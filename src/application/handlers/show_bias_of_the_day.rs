//! ShowBiasOfTheDayHandler - The plugin's single use case.
//!
//! Flattens the taxonomy, picks today's entry, fetches one summary, and
//! renders the menu. Summary problems never fail the handler; they only
//! change the text of the summary block.

use std::sync::Arc;

use thiserror::Error;
use tracing::{debug, info, warn};

use crate::domain::foundation::DayOfYear;
use crate::domain::menu::Menu;
use crate::domain::selection::{DailySelection, SelectionError};
use crate::domain::summary::SummaryOutcome;
use crate::domain::taxonomy::Taxonomy;
use crate::ports::{Clock, MarkupStripper, MenuRenderer, RenderError, SummaryError, SummaryService};

/// Errors that stop the menu from being shown at all.
#[derive(Debug, Error)]
pub enum ShowBiasError {
    #[error("Could not select a bias: {0}")]
    Selection(#[from] SelectionError),

    #[error("Could not render menu: {0}")]
    Render(#[from] RenderError),
}

/// Result of a successful run.
#[derive(Debug, Clone)]
pub struct ShowBiasOfTheDayResult {
    pub selection: DailySelection,
    pub summary: SummaryOutcome,
    pub menu: Menu,
}

/// Handler for showing the bias of the day.
pub struct ShowBiasOfTheDayHandler {
    taxonomy: Taxonomy,
    clock: Arc<dyn Clock>,
    summary_service: Arc<dyn SummaryService>,
    stripper: Arc<dyn MarkupStripper>,
    renderer: Arc<dyn MenuRenderer>,
}

impl ShowBiasOfTheDayHandler {
    pub fn new(
        taxonomy: Taxonomy,
        clock: Arc<dyn Clock>,
        summary_service: Arc<dyn SummaryService>,
        stripper: Arc<dyn MarkupStripper>,
        renderer: Arc<dyn MenuRenderer>,
    ) -> Self {
        Self {
            taxonomy,
            clock,
            summary_service,
            stripper,
            renderer,
        }
    }

    pub async fn handle(&self) -> Result<ShowBiasOfTheDayResult, ShowBiasError> {
        // 1. Pick today's entry
        if let Err(e) = self.taxonomy.validate() {
            warn!("Taxonomy is not well-formed: {}", e);
        }
        let entries = self.taxonomy.flatten();
        let day = DayOfYear::from_date(self.clock.today());
        let selection = DailySelection::pick(&entries, day)?;
        info!(
            day = day.value(),
            index = selection.index,
            total = selection.total,
            bias = %selection.entry.bias,
            "Selected bias of the day"
        );

        // 2. Fetch and wrap the summary
        let summary = self.summarize(&selection.entry.bias).await;

        // 3. Assemble and render
        let search_url = self.summary_service.search_url(&selection.entry.bias);
        let menu = Menu::assemble(&selection, &summary.clone().into_lines(), &search_url);
        self.renderer.render(&menu)?;

        Ok(ShowBiasOfTheDayResult {
            selection,
            summary,
            menu,
        })
    }

    /// Resolves the summary block.
    ///
    /// Checked in order: unreachable service, then empty result. Any other
    /// failure discards partial output in favour of the generic message.
    async fn summarize(&self, bias: &str) -> SummaryOutcome {
        let markup = match self.summary_service.fetch_summary(bias).await {
            Ok(markup) => markup,
            Err(SummaryError::Unavailable(reason)) => {
                warn!("Summary service unavailable: {}", reason);
                return SummaryOutcome::Unavailable;
            }
            Err(e @ SummaryError::MalformedResponse(_)) => {
                warn!("{}", e);
                return SummaryOutcome::Failed;
            }
        };

        match self.stripper.strip(&markup) {
            Ok(text) => {
                let outcome = SummaryOutcome::from_plain_text(&text, bias);
                if outcome.is_fallback() {
                    debug!("No summary lines for '{}'", bias);
                }
                outcome
            }
            Err(e) => {
                warn!("{}", e);
                SummaryOutcome::Failed
            }
        }
    }
}

#[cfg(test)]
mod tests {
    use super::*;
    use crate::adapters::{FixedClock, MockSummaryService};
    use crate::domain::menu::MenuItem;
    use crate::ports::MarkupError;
    use chrono::NaiveDate;
    use std::sync::Mutex;

    const LONG_SUMMARY: &str = "<p>Anchoring is a cognitive bias whereby an individual's decisions \
        are influenced by a particular reference point or anchor which can be completely \
        irrelevant to the decision at hand.</p>";

    struct RecordingRenderer {
        rendered: Mutex<Vec<Menu>>,
    }

    impl RecordingRenderer {
        fn new() -> Self {
            Self {
                rendered: Mutex::new(Vec::new()),
            }
        }

        fn rendered(&self) -> Vec<Menu> {
            self.rendered.lock().unwrap().clone()
        }
    }

    impl MenuRenderer for RecordingRenderer {
        fn render(&self, menu: &Menu) -> Result<(), RenderError> {
            self.rendered.lock().unwrap().push(menu.clone());
            Ok(())
        }
    }

    struct FailingStripper;

    impl MarkupStripper for FailingStripper {
        fn strip(&self, _markup: &str) -> Result<String, MarkupError> {
            Err(MarkupError::Unparseable("unbalanced tag".to_string()))
        }
    }

    struct BrokenRenderer;

    impl MenuRenderer for BrokenRenderer {
        fn render(&self, _menu: &Menu) -> Result<(), RenderError> {
            Err(RenderError::Poisoned)
        }
    }

    fn day_one() -> Arc<FixedClock> {
        Arc::new(FixedClock(NaiveDate::from_ymd_opt(2024, 1, 1).unwrap()))
    }

    fn handler(
        service: MockSummaryService,
        stripper: Arc<dyn MarkupStripper>,
        renderer: Arc<dyn MenuRenderer>,
    ) -> ShowBiasOfTheDayHandler {
        ShowBiasOfTheDayHandler::new(
            Taxonomy::cognitive_biases(),
            day_one(),
            Arc::new(service),
            stripper,
            renderer,
        )
    }

    fn summary_text(menu: &Menu) -> String {
        match &menu.items()[8] {
            MenuItem::Text(text) => text.text.clone(),
            MenuItem::Separator => panic!("expected summary text"),
        }
    }

    #[tokio::test]
    async fn renders_wrapped_summary_for_todays_bias() {
        let service = MockSummaryService::new().with_summary(LONG_SUMMARY);
        let renderer = Arc::new(RecordingRenderer::new());
        let handler = handler(
            service.clone(),
            Arc::new(crate::adapters::HtmlTagStripper::new()),
            renderer.clone(),
        );

        let result = handler.handle().await.unwrap();

        assert_eq!(result.selection.index, 1);
        assert_eq!(result.selection.entry.bias, "Attentional bias");
        assert_eq!(service.calls(), vec!["Attentional bias"]);
        assert!(matches!(result.summary, SummaryOutcome::Lines { ref lines } if lines.len() == 2));
        assert_eq!(renderer.rendered(), vec![result.menu.clone()]);
    }

    #[tokio::test]
    async fn unavailable_service_shows_connection_hint() {
        let service =
            MockSummaryService::new().with_error(SummaryError::unavailable("offline"));
        let renderer = Arc::new(RecordingRenderer::new());
        let handler = handler(
            service,
            Arc::new(crate::adapters::HtmlTagStripper::new()),
            renderer.clone(),
        );

        let result = handler.handle().await.unwrap();

        assert_eq!(result.summary, SummaryOutcome::Unavailable);
        assert_eq!(
            summary_text(&result.menu),
            "Wikipedia not available\nPlease check your internet connection"
        );
    }

    #[tokio::test]
    async fn malformed_response_shows_generic_failure() {
        let service = MockSummaryService::new().with_error(SummaryError::malformed("bad json"));
        let handler = handler(
            service,
            Arc::new(crate::adapters::HtmlTagStripper::new()),
            Arc::new(RecordingRenderer::new()),
        );

        let result = handler.handle().await.unwrap();
        assert_eq!(result.summary, SummaryOutcome::Failed);
    }

    #[tokio::test]
    async fn stripper_failure_discards_partial_output() {
        let service = MockSummaryService::new().with_summary(LONG_SUMMARY);
        let handler = handler(service, Arc::new(FailingStripper), Arc::new(RecordingRenderer::new()));

        let result = handler.handle().await.unwrap();
        assert_eq!(result.summary, SummaryOutcome::Failed);
        assert_eq!(
            summary_text(&result.menu),
            "There was an error getting more info from Wikipedia 😅, please refresh"
        );
    }

    #[tokio::test]
    async fn one_word_summary_falls_back_to_not_found() {
        let service = MockSummaryService::new().with_summary("<b>Short</b>");
        let handler = handler(
            service,
            Arc::new(crate::adapters::HtmlTagStripper::new()),
            Arc::new(RecordingRenderer::new()),
        );

        let result = handler.handle().await.unwrap();
        assert_eq!(
            summary_text(&result.menu),
            "Unable to find 'Attentional bias' on Wikipedia 😞"
        );
    }

    #[tokio::test]
    async fn empty_taxonomy_fails_fast() {
        let handler = ShowBiasOfTheDayHandler::new(
            Taxonomy::new(&[]),
            day_one(),
            Arc::new(MockSummaryService::new()),
            Arc::new(crate::adapters::HtmlTagStripper::new()),
            Arc::new(RecordingRenderer::new()),
        );

        let err = handler.handle().await.unwrap_err();
        assert!(matches!(err, ShowBiasError::Selection(SelectionError::EmptyTaxonomy)));
    }

    #[tokio::test]
    async fn render_failure_is_reported() {
        let handler = handler(
            MockSummaryService::new().with_summary(LONG_SUMMARY),
            Arc::new(crate::adapters::HtmlTagStripper::new()),
            Arc::new(BrokenRenderer),
        );

        let err = handler.handle().await.unwrap_err();
        assert!(matches!(err, ShowBiasError::Render(RenderError::Poisoned)));
    }
}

-*-*-

*THE PROBLEM*
Lines containing the word "return" are to be tallied across the entries above; give only the resulting count.

*COMPLETED TASK*
2